I recently had the privilege of visiting The Seedfolk Store in Rochester, New York. The store is run by the non-profit ProperRochester, Inc. which focuses on community engagement through urban agriculture with a focus on healthy food availability, youth empowerment, and entrepreneurship. The shop takes some inspiration from the book “Seedfolks”, a children’s novel by Paul Fleishman, in which an ethnically diverse community in Ohio works together to transform a vacant lot into a garden. I visited the shop as part of an activity for a medical humanities course I am currently taking, entitled “Death by Zip Code”, taught by Katrina Korfmacher, Ph. D. This course explores the importance of the environment on population health, focusing on epidemiology. The Seedfolk Store provides some vegetation in an area that is otherwise a “food desert”. These areas usually have fast food restaurants and convenience stores/corner shops. The Seedfolk Store has a refrigerator full of vegetables that are often requested in the area by neighbors. As a new organization, they are working on spreading the word about their efforts and services. While a full-fledged vegetable market would be unsustainable and unprofitable, this hybrid-shop is a great compromise and is catered to current demand. The shop gains some profits by selling granola from Small World Bakery, selling coffee for Coffee Connection, and selling potted plants and green tea bags that they make.
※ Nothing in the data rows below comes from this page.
// Memoized `@layer` capability check
use std::sync::atomic::{AtomicU8, Ordering};
use std::sync::{Arc, LazyLock};

use super::host::StyleHost;

const UNKNOWN: u8 = 0;
const SUPPORTED: u8 = 1;
const UNSUPPORTED: u8 = 2;

const CHECK_CLASS: &str = "cssinjs-layer-check";
const CHECK_WIDTH: &str = "93px";

pub(crate) static GLOBAL_LAYER_SUPPORT: LazyLock<Arc<LayerSupport>> =
    LazyLock::new(|| Arc::new(LayerSupport::new()));

#[derive(Debug)]
pub struct LayerSupport {
    state: AtomicU8,
}

impl Default for LayerSupport {
    fn default() -> Self {
        Self::new()
    }
}

impl LayerSupport {
    pub const fn new() -> Self {
        Self {
            state: AtomicU8::new(UNKNOWN),
        }
    }

    /// A check whose answer is fixed, for hosts that know their capabilities
    pub fn forced(supported: bool) -> Self {
        let layers = Self::new();
        layers.store(supported);
        layers
    }

    /// The check shared by every context that does not bring its own
    pub fn global() -> Arc<LayerSupport> {
        Arc::clone(&GLOBAL_LAYER_SUPPORT)
    }

    fn store(&self, supported: bool) {
        let state = if supported { SUPPORTED } else { UNSUPPORTED };
        self.state.store(state, Ordering::Release);
    }

    /// Check once, then answer from memory. Without a document the answer is `false` and is
    /// not remembered.
    pub fn supported(&self, host: Option<&dyn StyleHost>) -> bool {
        match self.state.load(Ordering::Acquire) {
            SUPPORTED => return true,
            UNSUPPORTED => return false,
            _ => {}
        }

        let Some(host) = host else {
            return false;
        };

        let css = format!(
            "@layer {class} {{ .{class} {{ width: {width} !important; }} }}",
            class = CHECK_CLASS,
            width = CHECK_WIDTH
        );
        let supported = match host.computed_value_of(&css, CHECK_CLASS, "width") {
            Ok(width) => width == CHECK_WIDTH,
            Err(err) => {
                tracing::debug!("@layer check failed: {}", err);
                false
            }
        };
        self.store(supported);
        supported
    }

    pub fn reset(&self) {
        self.state.store(UNKNOWN, Ordering::Release);
    }
}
The staff’s experiences with ProsperRochester, Inc. is inspiring−it is clear to me that this team is daring and ambitious. They are dedicated to teaching youth about the specifics of food planning, processing, and distribution (selling and educating). These youth are employees and volunteers who work at the Seedfolk Store, green house, and in community gardens. They are actively involved with cooking education, small-scale food production, urban farming and learning about the local food system. The Seedfolk Store provides nutrition workshops, cooking classes, soup for the general public on Tuesdays, potted plant sales at the Rochester Public Market, and a rentable kitchen space for cooks. On April 12th, the team began planting at the M.K. Gandhi Institute for Nonviolence, a community partner which provides ProsperRochester, Inc. with space to widen in-ground gardening. In many locations, ProsperRochester, Inc.’s concerns about lead in soil has led to their use of raised bed gardening. ProsperRochester, Inc. also works closely with In the City Off the Grid, with which they are creating an aquaponics agriculture system at the Gandhi Institute and expanding a hydroponic greenhouse on Rochester’s East Main Street.
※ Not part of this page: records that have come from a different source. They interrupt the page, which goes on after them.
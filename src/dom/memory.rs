// In-memory document for server rendering and tests
use std::sync::atomic::{AtomicUsize, Ordering};
use std::sync::{Mutex, MutexGuard, PoisonError};

use super::config::{InsertOptions, Placement};
use super::host::StyleHost;
use crate::error::HostError;

/// A `<style>` element held by [`MemoryHost`]
#[derive(Debug, Clone, PartialEq)]
pub struct StyleElement {
    pub id: String,
    pub mark: String,
    pub css: String,
    pub container: String,
    pub placement: Placement,
    pub priority: i32,
    pub nonce: Option<String>,
    pub attributes: Vec<(String, String)>,
}

impl StyleElement {
    pub fn attribute(&self, name: &str) -> Option<&str> {
        self.attributes
            .iter()
            .find(|(n, _)| n == name)
            .map(|(_, v)| v.as_str())
    }
}

/// Keeps `<style>` elements in document order
#[derive(Debug, Default)]
pub struct MemoryHost {
    elements: Mutex<Vec<StyleElement>>,
    layer_support: bool,
    failing_layer_check: bool,
    insert_calls: AtomicUsize,
    layer_checks: AtomicUsize,
}

impl MemoryHost {
    pub fn new() -> Self {
        Self::default()
    }

    pub fn with_layer_support(mut self, supported: bool) -> Self {
        self.layer_support = supported;
        self
    }

    /// Make the `@layer` check report an error
    pub fn with_failing_layer_check(mut self) -> Self {
        self.failing_layer_check = true;
        self
    }

    fn lock(&self) -> MutexGuard<'_, Vec<StyleElement>> {
        self.elements.lock().unwrap_or_else(PoisonError::into_inner)
    }

    /// Snapshot of all elements in document order
    pub fn elements(&self) -> Vec<StyleElement> {
        self.lock().clone()
    }

    pub fn element(&self, id: &str) -> Option<StyleElement> {
        self.lock().iter().find(|e| e.id == id).cloned()
    }

    pub fn len(&self) -> usize {
        self.lock().len()
    }

    pub fn is_empty(&self) -> bool {
        self.len() == 0
    }

    /// Number of `insert_or_update_style` calls, updates included
    pub fn insert_count(&self) -> usize {
        self.insert_calls.load(Ordering::Relaxed)
    }

    pub fn layer_check_count(&self) -> usize {
        self.layer_checks.load(Ordering::Relaxed)
    }
}

/// Index at which a new element goes, following the placement rules
fn insert_position(elements: &[StyleElement], container: &str, placement: Placement, priority: i32) -> usize {
    let first_in_container = elements
        .iter()
        .position(|e| e.container == container)
        .unwrap_or(elements.len());

    match placement {
        Placement::Append => elements
            .iter()
            .rposition(|e| e.container == container)
            .map_or(elements.len(), |i| i + 1),
        Placement::Prepend => first_in_container,
        Placement::Queue => elements
            .iter()
            .rposition(|e| {
                e.container == container
                    && matches!(e.placement, Placement::Prepend | Placement::Queue)
                    && priority >= e.priority
            })
            .map_or(first_in_container, |i| i + 1),
    }
}

impl StyleHost for MemoryHost {
    fn insert_or_update_style(&self, css: &str, id: &str, options: &InsertOptions) -> Result<(), HostError> {
        if id.is_empty() {
            return Err(HostError("style id must not be empty".to_string()));
        }
        self.insert_calls.fetch_add(1, Ordering::Relaxed);

        let container = options.container().to_string();
        let mut elements = self.lock();

        if let Some(existing) = elements
            .iter_mut()
            .find(|e| e.id == id && e.mark == options.mark && e.container == container)
        {
            existing.css = css.to_string();
            existing.nonce = options.nonce.clone();
            for (name, value) in &options.attributes {
                match existing.attributes.iter_mut().find(|(n, _)| n == name) {
                    Some(slot) => slot.1 = value.clone(),
                    None => existing.attributes.push((name.clone(), value.clone())),
                }
            }
            return Ok(());
        }

        let index = insert_position(&elements, &container, options.placement, options.priority);
        elements.insert(
            index,
            StyleElement {
                id: id.to_string(),
                mark: options.mark.clone(),
                css: css.to_string(),
                container,
                placement: options.placement,
                priority: options.priority,
                nonce: options.nonce.clone(),
                attributes: options.attributes.clone(),
            },
        );
        Ok(())
    }

    fn remove_style(&self, id: &str, mark: &str) {
        self.lock().retain(|e| !(e.id == id && e.mark == mark));
    }

    fn style_text(&self, id: &str, mark: &str) -> Option<String> {
        self.lock()
            .iter()
            .find(|e| e.id == id && e.mark == mark)
            .map(|e| e.css.clone())
    }

    fn computed_value_of(&self, css: &str, _class_name: &str, property: &str) -> Result<String, HostError> {
        self.layer_checks.fetch_add(1, Ordering::Relaxed);
        if self.failing_layer_check {
            return Err(HostError("check element could not be attached".to_string()));
        }
        if !self.layer_support && css.trim_start().starts_with("@layer") {
            return Ok("auto".to_string());
        }
        // Report the first `property: value` the check rule forces
        let needle = format!("{}:", property);
        let value = css
            .split_once(needle.as_str())
            .map(|(_, rest)| rest.split(['!', ';', '}']).next().unwrap_or("").trim().to_string())
            .unwrap_or_else(|| "auto".to_string());
        Ok(value)
    }
}

#[cfg(test)]
mod tests {
    use super::*;

    fn queued(priority: i32) -> InsertOptions {
        InsertOptions {
            placement: Placement::Queue,
            priority,
            ..InsertOptions::new("data-css-hash")
        }
    }

    fn ids(host: &MemoryHost) -> Vec<String> {
        host.elements().into_iter().map(|e| e.id).collect()
    }

    #[test]
    fn inserts_are_idempotent_by_id() {
        let host = MemoryHost::new();
        let options = InsertOptions::new("data-css-hash");
        host.insert_or_update_style("a{}", "x", &options).unwrap();
        host.insert_or_update_style("b{}", "x", &options).unwrap();

        assert_eq!(host.len(), 1);
        assert_eq!(host.style_text("x", "data-css-hash").as_deref(), Some("b{}"));
        assert_eq!(host.insert_count(), 2);
    }

    #[test]
    fn queue_keeps_insertion_order_ahead_of_appended() {
        let host = MemoryHost::new();
        host.insert_or_update_style("", "user", &InsertOptions::new("m")).unwrap();
        host.insert_or_update_style("", "q1", &queued(0)).unwrap();
        host.insert_or_update_style("", "q2", &queued(0)).unwrap();
        host.insert_or_update_style("", "late", &queued(1)).unwrap();
        host.insert_or_update_style("", "q3", &queued(0)).unwrap();

        assert_eq!(ids(&host), ["q1", "q2", "q3", "late", "user"]);
    }

    #[test]
    fn remove_by_id_and_mark() {
        let host = MemoryHost::new();
        host.insert_or_update_style("", "x", &InsertOptions::new("m")).unwrap();
        host.remove_style("x", "other");
        assert_eq!(host.len(), 1);
        host.remove_style("x", "m");
        assert!(host.is_empty());
    }

    #[test]
    fn computed_value_reads_forced_width() {
        let host = MemoryHost::new().with_layer_support(true);
        let width = host
            .computed_value_of("@layer p { .p { width: 93px !important; } }", "p", "width")
            .unwrap();
        assert_eq!(width, "93px");
    }
}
Most inspiring is that The SeedFolk Store’s team truly lives the message of health that they promote. Three members lost large amounts of weight and they told us their secret−namely they changed their diet, eliminating refined grains and processed sugars while increasing their intake of fruits and vegetables. One of the cooks renting the kitchen is a cheerful immigrant from Africa who wrote a children’s book about nutrition. She brought her own cooking supplies to The Seedfolk Store’s kitchen and waited in the rain for her ride home. This determination to further the health of one’s community through nutrition, no matter the obstacles, is very much necessary in all urban areas in the United States. I hope to help spread the word about this initiative and soon see similar projects pop up across the country to empower youth with the ability to make healthy life choices.